The following computation takes about 10.4 seconds on my Precision 5520:
import time
before = time.time()
sum = 0
for i in range(1, 100000000):
sum = i
print(time.time() - before, sum)
On the same laptop, the following takes only 5.2 seconds:
import multiprocessing as mp
import time
def foo():
before = time.time()
sum = 0
for i in range(1, 100000000):
sum = i
print(time.time() - before, sum)
mp.Process(target=foo).start()
This result is consistent. In fact, it holds (with a slightly smaller speed-up factor) even if I run cpu_count
processes simultaneously.
So, why would spawning a process make computation run twice as fast?
CodePudding user response:
It is not the process that make the computation fast, it is running the computation in a function. This is because global variable accesses are slower than local variable accesses using the CPython interpreter. If you simply run foo()
in the same process, then the computation time is also twice lower.

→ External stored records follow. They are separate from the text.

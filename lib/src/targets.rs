use std::{fs, path::Path, str::FromStr};

use tracing::{info, instrument, warn};
use url::Url;

use crate::{error, types::Target};

/// Read the target list at `path`.
#[instrument(err)]
pub fn load(path: &Path) -> Result<Vec<Target>, error::TargetList> {
    let contents = fs::read_to_string(path).map_err(error::TargetList::Read)?;
    let targets = parse(&contents);
    info!(num_targets = targets.len(), "Loaded target list");
    Ok(targets)
}

/// Parse `label,url` lines. Blank lines, `#` comments and lines without a
/// comma are ignored. A repeated label keeps its first position but takes
/// the last URL.
pub fn parse(contents: &str) -> Vec<Target> {
    let mut targets: Vec<Target> = Vec::new();
    for (line_no, line) in contents.lines().enumerate() {
        let line = line.trim();
        if line.is_empty() || line.starts_with('#') {
            continue;
        }
        let Some((label, url)) = line.split_once(',') else {
            continue;
        };
        let (label, url) = (label.trim(), url.trim());
        if label.is_empty() || url.is_empty() {
            continue;
        }
        let url = match Url::from_str(url) {
            Ok(url) => url,
            Err(e) => {
                warn!(
                    line = line_no + 1,
                    label,
                    error = %e,
                    "Skipping line with invalid URL"
                );
                continue;
            }
        };
        match targets.iter_mut().find(|t| t.label == label) {
            Some(existing) => existing.url = url,
            None => targets.push(Target {
                label: label.to_string(),
                url,
            }),
        }
    }
    targets
}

Here is an example:
import time
def foo():
before = time.time()
sum = 0
for i in range(1, 100000000):
sum = i
print(time.time() - before, sum)
# Slow (8.806 seconds)
before = time.time()
sum = 0
for i in range(1, 100000000):
sum = i
print(time.time() - before, sum)
# Fast (4.362 seconds)
foo()
Note overwriting the built-in function sum
is a bit dangerous as it may break codes using it and cause weird errors.